使用CopyKAT鉴定恶性细胞

单细胞拷贝数变异（CNV）分析基于单细胞转录组数据，利用不同样本或不同细胞类型之间的基因表达量预测大规模染色体水平的CNVs，发现拷贝数异常的细胞，从而帮助推断肿瘤恶性细胞，为肿瘤异质性、克隆进化的研究奠定基础。

目前我们用的最多的就是inferCNV，但inferCNV 存在以下两点限制：

1、需要正常细胞矩阵作为对照；

2、需人为判定每个 barcode 的恶性与否。

为了更便捷的区分肿瘤细胞和正常细胞，德克萨斯大学安德森癌症中心的研究人员开发了一种基于贝叶斯方法的单细胞测序数据拷贝数分析算法--CopyKAT(copy number karyotyping of aneuploid tumors，非整倍体肿瘤的染色体核型分型)。
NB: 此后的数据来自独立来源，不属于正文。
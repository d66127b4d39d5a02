//! Tracing/logging initialization for the guestlink binary.

use tracing_subscriber::{layer::SubscriberExt, util::SubscriberInitExt};

/// Build the env-filter, preferring `RUST_LOG` over `default_filter`.
fn env_filter(default_filter: &str) -> tracing_subscriber::EnvFilter {
    tracing_subscriber::EnvFilter::new(
        std::env::var("RUST_LOG").unwrap_or_else(|_| default_filter.into()),
    )
}

/// Initialise the global tracing subscriber.
///
/// * `default_filter` -- used when `RUST_LOG` is not set
///   (e.g. `"guestlink=info,guestlink_core=info"`).
/// * `log_json` -- emit JSON lines instead of the human-readable format.
///
/// Logs go to stderr; stdout carries command output.
pub fn init_tracing(default_filter: &str, log_json: bool) {
    let registry = tracing_subscriber::registry().with(env_filter(default_filter));
    if log_json {
        registry
            .with(tracing_subscriber::fmt::layer().json().with_writer(std::io::stderr))
            .init();
    } else {
        registry
            .with(tracing_subscriber::fmt::layer().with_writer(std::io::stderr))
            .init();
    }
}

/// Like [`init_tracing`], additionally exporting spans and metrics over OTLP
/// when `metrics_endpoint` is given.
///
/// The returned guard must be kept alive for the process lifetime.
#[cfg(feature = "metrics")]
pub fn init_tracing_with_metrics(
    default_filter: &str,
    log_json: bool,
    metrics_endpoint: Option<&str>,
) -> Option<crate::metrics::MetricsGuard> {
    let pipeline = metrics_endpoint.map(crate::metrics::init_metrics);
    let (guard, failure) = match pipeline {
        Some(Ok(guard)) => (Some(guard), None),
        Some(Err(e)) => (None, Some(e)),
        None => (None, None),
    };

    let otel_layer = guard.as_ref().map(|g| {
        tracing_opentelemetry::layer().with_tracer(g.tracer("guestlink"))
    });
    tracing_subscriber::registry()
        .with(env_filter(default_filter))
        .with(otel_layer)
        .with(log_json.then(|| {
            tracing_subscriber::fmt::layer()
                .json()
                .with_writer(std::io::stderr)
        }))
        .with((!log_json).then(|| tracing_subscriber::fmt::layer().with_writer(std::io::stderr)))
        .init();

    if let Some(e) = failure {
        tracing::warn!(error = %e, "OpenTelemetry export disabled");
    }
    guard
}

/// Without the `metrics` feature the endpoint is ignored.
#[cfg(not(feature = "metrics"))]
pub fn init_tracing_with_metrics(
    default_filter: &str,
    log_json: bool,
    metrics_endpoint: Option<&str>,
) -> Option<()> {
    init_tracing(default_filter, log_json);
    if metrics_endpoint.is_some() {
        tracing::warn!("Built without the `metrics` feature; OTLP endpoint ignored");
    }
    None
}
//! Dispatch gate: one command at a time per worker, only on a drained queue.
//!
//! A submission takes the worker's gate, waits until every frame left over
//! from earlier traffic has been consumed, obtains the channel and hands the
//! worker to the executor. Workers are gated independently.

mod types;

use std::collections::HashMap;
use std::sync::Arc;
use std::time::Duration;

use tokio::sync::{Mutex, RwLock, watch};
use tokio_util::sync::CancellationToken;
use tracing::{debug, info, warn};

pub use types::{DispatchError, DispatchStatus};

use crate::executor::{
    CommandExecutor, ExecError, ExecMode, ExecOutput, ExecRequest, FrameExecutor, ProgressSink,
};
use crate::registry::{ChannelRegistry, TransportError};

struct WorkerGate {
    turn: Mutex<()>,
    status: watch::Sender<DispatchStatus>,
}

impl WorkerGate {
    fn new() -> Self {
        let (status, _) = watch::channel(DispatchStatus::Idle);
        Self {
            turn: Mutex::new(()),
            status,
        }
    }
}

/// Puts the gate back to `Idle` however the submission ends.
struct StatusGuard<'a>(&'a watch::Sender<DispatchStatus>);

impl Drop for StatusGuard<'_> {
    fn drop(&mut self) {
        self.0.send_replace(DispatchStatus::Idle);
    }
}

/// Serializes command submission per worker.
pub struct Dispatcher<E = FrameExecutor> {
    registry: ChannelRegistry,
    executor: Arc<E>,
    timeout: Option<Duration>,
    gates: Arc<RwLock<HashMap<String, Arc<WorkerGate>>>>,
}

impl<E> Clone for Dispatcher<E> {
    fn clone(&self) -> Self {
        Self {
            registry: self.registry.clone(),
            executor: Arc::clone(&self.executor),
            timeout: self.timeout,
            gates: Arc::clone(&self.gates),
        }
    }
}

impl<E: CommandExecutor> Dispatcher<E> {
    pub fn new(registry: ChannelRegistry, executor: E) -> Self {
        Self {
            registry,
            executor: Arc::new(executor),
            timeout: None,
            gates: Arc::new(RwLock::new(HashMap::new())),
        }
    }

    /// Bound each submission, drain wait included.
    #[must_use]
    pub fn with_timeout(mut self, timeout: Option<Duration>) -> Self {
        self.timeout = timeout;
        self
    }

    pub const fn registry(&self) -> &ChannelRegistry {
        &self.registry
    }

    pub fn executor(&self) -> &E {
        &self.executor
    }

    pub const fn timeout(&self) -> Option<Duration> {
        self.timeout
    }

    /// Current gate status of a worker.
    pub async fn status(&self, worker: &str) -> DispatchStatus {
        self.gates
            .read()
            .await
            .get(worker)
            .map_or(DispatchStatus::Idle, |gate| *gate.status.borrow())
    }

    /// Observe gate status changes of a worker.
    pub async fn watch_status(&self, worker: &str) -> watch::Receiver<DispatchStatus> {
        self.gate(worker).await.status.subscribe()
    }

    /// Submit a command to a worker and wait for its response.
    ///
    /// Dropping the returned future, cancelling `cancel` or hitting the
    /// configured timeout all release the worker's gate.
    pub async fn submit(
        &self,
        worker: &str,
        command: &str,
        mode: ExecMode,
        sink: Option<&ProgressSink>,
        cancel: &CancellationToken,
    ) -> Result<ExecOutput, DispatchError> {
        let run = self.run(worker, command, mode, sink);
        let bounded = async {
            match self.timeout {
                Some(after) => match tokio::time::timeout(after, run).await {
                    Ok(result) => result,
                    Err(_) => {
                        warn!(worker, timeout_ms = after.as_millis(), "Dispatch timed out");
                        Err(DispatchError::Timeout {
                            worker: worker.to_string(),
                            after,
                        })
                    }
                },
                None => run.await,
            }
        };

        let result = tokio::select! {
            () = cancel.cancelled() => {
                info!(worker, "Dispatch cancelled");
                Err(DispatchError::Cancelled { worker: worker.to_string() })
            }
            result = bounded => result,
        };
        if let Err(e) = &result {
            debug!(worker = e.worker(), error = %e, "Submission failed");
        }
        result
    }

    async fn run(
        &self,
        worker: &str,
        command: &str,
        mode: ExecMode,
        sink: Option<&ProgressSink>,
    ) -> Result<ExecOutput, DispatchError> {
        if self.registry.endpoint(worker).is_none() {
            return Err(TransportError::UnknownWorker {
                worker: worker.to_string(),
            }
            .into());
        }

        let gate = self.gate(worker).await;
        let _turn = gate.turn.lock().await;
        let _status = StatusGuard(&gate.status);
        gate.status.send_replace(DispatchStatus::AwaitingDrain);

        let queues = self.registry.queues();
        let backlog = queues.len(worker).await;
        if backlog > 0 {
            debug!(worker, backlog, "Waiting for worker queue to drain");
        }

        // Frames may arrive while the channel is being obtained.
        let channel = loop {
            queues.wait_idle(worker).await;
            let channel = self.registry.get_or_create(worker).await?;
            if queues.is_empty(worker).await {
                break channel;
            }
        };

        gate.status.send_replace(DispatchStatus::Dispatching);
        info!(worker, instance = channel.instance(), %mode, "Dispatching command");

        let result = self
            .executor
            .execute(ExecRequest {
                worker,
                command,
                mode,
                channel,
                sink,
                queues,
            })
            .await;

        if let Err(ExecError::Write(e)) = &result {
            warn!(worker, error = %e, "Write failed, invalidating channel");
            self.registry.invalidate(worker).await;
        }
        result.map_err(DispatchError::from)
    }

    async fn gate(&self, worker: &str) -> Arc<WorkerGate> {
        if let Some(gate) = self.gates.read().await.get(worker) {
            return Arc::clone(gate);
        }
        let mut gates = self.gates.write().await;
        Arc::clone(
            gates
                .entry(worker.to_string())
                .or_insert_with(|| Arc::new(WorkerGate::new())),
        )
    }
}
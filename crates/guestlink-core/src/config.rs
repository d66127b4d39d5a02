//! Configuration resolution for guestlink.
//!
//! Implements hierarchical config resolution:
//! 1. Built-in defaults
//! 2. Global config (~/.config/guestlink/settings.json)
//! 3. Project config (.guestlink/settings.json)
//! 4. Environment variables
//! 5. CLI arguments (highest priority, applied by the binary)

use serde::{Deserialize, Serialize};
use serde_json::{Map, Value};
use std::collections::BTreeMap;
use std::fmt;
use std::path::{Path, PathBuf};
use std::time::Duration;

use crate::codec::BoundaryMode;
use crate::error::{Error, Result};
use crate::registry::ReconnectPolicy;

/// Complete guestlink configuration.
#[derive(Debug, Clone, Serialize, Deserialize)]
pub struct Config {
    /// Guest endpoints keyed by worker id.
    #[serde(default)]
    pub workers: BTreeMap<String, Endpoint>,
    #[serde(default)]
    pub reconnect: ReconnectConfig,
    #[serde(default)]
    pub dispatch: DispatchConfig,
    #[serde(default)]
    pub framing: FramingConfig,
    #[serde(default = "default_log_level")]
    pub log_level: String,
}

impl Default for Config {
    fn default() -> Self {
        Self {
            workers: BTreeMap::new(),
            reconnect: ReconnectConfig::default(),
            dispatch: DispatchConfig::default(),
            framing: FramingConfig::default(),
            log_level: default_log_level(),
        }
    }
}

fn default_log_level() -> String {
    "info".to_string()
}

/// Where a worker's guest endpoint listens.
#[derive(Debug, Clone, PartialEq, Eq, Serialize, Deserialize)]
#[serde(rename_all = "lowercase")]
pub enum Endpoint {
    /// `host:port`
    Tcp(String),
    /// Path to a Unix domain socket.
    Unix(PathBuf),
}

impl fmt::Display for Endpoint {
    fn fmt(&self, f: &mut fmt::Formatter<'_>) -> fmt::Result {
        match self {
            Self::Tcp(addr) => write!(f, "tcp://{addr}"),
            Self::Unix(path) => write!(f, "unix://{}", path.display()),
        }
    }
}

/// Reconnection settings for worker channels.
#[derive(Debug, Clone, Serialize, Deserialize)]
#[serde(default)]
pub struct ReconnectConfig {
    pub initial_delay_ms: u64,
    pub max_delay_ms: u64,
    pub multiplier: f64,
    /// Reconnect attempts before a worker is marked failed (None = unlimited).
    pub max_attempts: Option<u32>,
    /// Discard queued frames and any partial frame when a channel is replaced.
    pub reset_on_reconnect: bool,
}

impl Default for ReconnectConfig {
    fn default() -> Self {
        Self {
            initial_delay_ms: 1000,
            max_delay_ms: 30_000,
            multiplier: 2.0,
            max_attempts: Some(10),
            reset_on_reconnect: false,
        }
    }
}

impl From<&ReconnectConfig> for ReconnectPolicy {
    fn from(config: &ReconnectConfig) -> Self {
        Self {
            initial_delay: Duration::from_millis(config.initial_delay_ms),
            max_delay: Duration::from_millis(config.max_delay_ms),
            multiplier: config.multiplier,
            max_attempts: config.max_attempts,
            reset_on_reconnect: config.reset_on_reconnect,
        }
    }
}

/// Dispatch gate settings.
#[derive(Debug, Clone, Default, Serialize, Deserialize)]
#[serde(default)]
pub struct DispatchConfig {
    /// Upper bound for one submission, drain wait included (None = wait forever).
    pub timeout_ms: Option<u64>,
}

impl DispatchConfig {
    pub fn timeout(&self) -> Option<Duration> {
        self.timeout_ms.map(Duration::from_millis)
    }
}

/// Frame codec settings.
#[derive(Debug, Clone, Default, Serialize, Deserialize)]
#[serde(default)]
pub struct FramingConfig {
    pub boundary: BoundaryMode,
}

/// Load configuration with hierarchical resolution.
///
/// Each file only overrides the keys it sets; keys it leaves out keep the
/// value from the layer below.
pub fn load_config(project_dir: Option<&Path>) -> Result<Config> {
    let mut layers = Vec::new();

    // Load global config
    if let Some(global_path) = global_config_path()
        && global_path.exists()
    {
        layers.push(load_config_file(&global_path)?);
    }

    // Load project config
    if let Some(dir) = project_dir {
        let project_path = dir.join(".guestlink").join("settings.json");
        if project_path.exists() {
            layers.push(load_config_file(&project_path)?);
        }
    }

    let mut config = resolve_layers(layers)?;
    apply_overrides(&mut config, |key| std::env::var(key).ok())?;

    Ok(config)
}

/// Load configuration from one explicit file, then apply environment overrides.
pub fn load_config_from(path: &Path) -> Result<Config> {
    let mut config = resolve_layers([load_config_file(path)?])?;
    apply_overrides(&mut config, |key| std::env::var(key).ok())?;
    Ok(config)
}

/// Get the global config file path.
pub fn global_config_path() -> Option<PathBuf> {
    dirs::config_dir().map(|dir| dir.join("guestlink").join("settings.json"))
}

type Layer = Map<String, Value>;

fn load_config_file(path: &Path) -> Result<Layer> {
    let content = std::fs::read_to_string(path).map_err(|source| Error::Io {
        path: path.to_path_buf(),
        source,
    })?;
    let value: Value = serde_json::from_str(&content).map_err(|source| Error::Parse {
        path: path.to_path_buf(),
        source,
    })?;
    match value {
        Value::Object(layer) => Ok(layer),
        _ => Err(Error::Config(format!(
            "Config file {} must contain a JSON object",
            path.display()
        ))),
    }
}

/// Merge layers in order over the built-in defaults.
fn resolve_layers(layers: impl IntoIterator<Item = Layer>) -> Result<Config> {
    let mut merged = Layer::new();
    for layer in layers {
        merge_config(&mut merged, layer);
    }
    Ok(serde_json::from_value(Value::Object(merged))?)
}

fn merge_config(base: &mut Layer, overlay: Layer) {
    for (key, value) in overlay {
        match (base.get_mut(&key), value) {
            // Workers from later files add to or replace earlier entries
            (Some(Value::Object(existing)), Value::Object(incoming)) if key == "workers" => {
                existing.extend(incoming);
            }
            (Some(Value::Object(existing)), Value::Object(incoming)) => {
                merge_config(existing, incoming);
            }
            (_, value) => {
                base.insert(key, value);
            }
        }
    }
}

/// Apply `GUESTLINK_*` overrides read through `lookup`.
pub fn apply_overrides(
    config: &mut Config,
    lookup: impl Fn(&str) -> Option<String>,
) -> Result<()> {
    if let Some(val) = lookup("GUESTLINK_LOG_LEVEL") {
        config.log_level = val;
    }
    if let Some(val) = lookup("GUESTLINK_DISPATCH_TIMEOUT_MS") {
        let ms = val.parse().map_err(|e| {
            Error::Config(format!("Invalid GUESTLINK_DISPATCH_TIMEOUT_MS '{val}': {e}"))
        })?;
        config.dispatch.timeout_ms = Some(ms);
    }
    if let Some(val) = lookup("GUESTLINK_FRAMING") {
        config.framing.boundary = val.parse()?;
    }
    if let Some(val) = lookup("GUESTLINK_MAX_RECONNECTS") {
        let attempts = val.parse().map_err(|e| {
            Error::Config(format!("Invalid GUESTLINK_MAX_RECONNECTS '{val}': {e}"))
        })?;
        config.reconnect.max_attempts = Some(attempts);
    }
    Ok(())
}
该方法通过在单细胞中检测全基因组非整倍体来区分肿瘤细胞与正常细胞，并给出具体的拷贝片段起止位点，适用于高通量单细胞RNA测序数据‌。

网址：https://github.com/navinlabcode/copykat

copyKAT分析流程图

1、首先对原始表达counts矩阵进行标准化（a）

2、使用高斯混合模型（GMM）构建一个标准二倍体拷贝数基线（b）

3、利用马尔可夫链蒙特卡罗迭代（MCMC）算法推断CNV的断点（breakpoints）并得到segments（c）

4、根据基因表达量分布的不同可以将正常细胞和肿瘤细胞区分开来（d）

5、肿瘤细胞和正常细胞可视化展示，肿瘤细胞还可以继续聚类得到其亚群（e）

软件使用介绍

library(copykat)

copykat.test <- copykat(rawmat=exp.rawdata,

id.type="S",

ngene.chr=5,

win.size=25,

KS.cut=0.1,

sam.name="test",

distance="euclidean", 

norm.cell.names="",

output.seg="FLASE",

plot.genes="TRUE",

genome="hg20",

n.cores=8)

有几点需要说明：

1、exp.rawdata使用原始表达counts矩阵，行名是基因，列名是细胞标签（UMI），不要使用标准化后的data，因为copyKAT里面会进行标准化

2、物种仅支持人和小鼠，通过genome参数设置hg20或mm10

3、可以设置对照组，通过norm.cell.names参数设置，格式是一组细胞标签向量

4、copyKAT软件运行较慢，可以通过n.cores参数设置多线程提高效率

5、此外作者提及儿童肿瘤和血液肿瘤不适合使用该方法

copyKAT把我们需要的结果都直接给出了，包括以下结果：

1、test_copykat_prediction.txt：copykat 预测分析结果，包含正常细胞（diploid）、肿瘤细胞（aneuploid）和未识别细胞（not.defined）；

2、test_copykat_CNA_results.txt：每个CNV segment在每个细胞的表达量；

3、test_copykat_heatmap.jpeg：肿瘤细胞和正常细胞CNV表达热图，蓝色表示缺失，橙色表示扩增。

文献摘录

这里介绍一篇发表于2021年的文章《Delineating copy number and clonal substructure in human tumors from single-cell transcriptomes》，研究者使用copyKAT软件对乳腺导管原位癌（ducal carcinoma In situ DCIS-1）患者1480个细胞进行拷贝数变异分析，并且与inferCNV软件进行比较，结果显示，CopyKAT预测的结果与全基因组测序具有很高的一致性 (Pearson相关系数0.82)，而inferCNV 预测的结果稍低于CopyKAT（Pearson相关系数0.79）。

然后作者将 CopyKAT 应用于三组之前发表的5例胰腺癌(PDAC)患者（图a）、5例间变性甲状腺癌(ATC)患者（图b）、5例三阴性乳腺癌(TNBC)患者（图c）的单细胞转录组数据，将预测的非整倍体肿瘤细胞和正常二倍体细胞结果（图d-f）与利用肿瘤上皮标志物打分的注释结果进行对比，结果表明，CopyKAT 可以准确 (98%±3% s.d.) 区分多种实体肿瘤中的肿瘤细胞和正常细胞，而不需要特定的基因表达标记。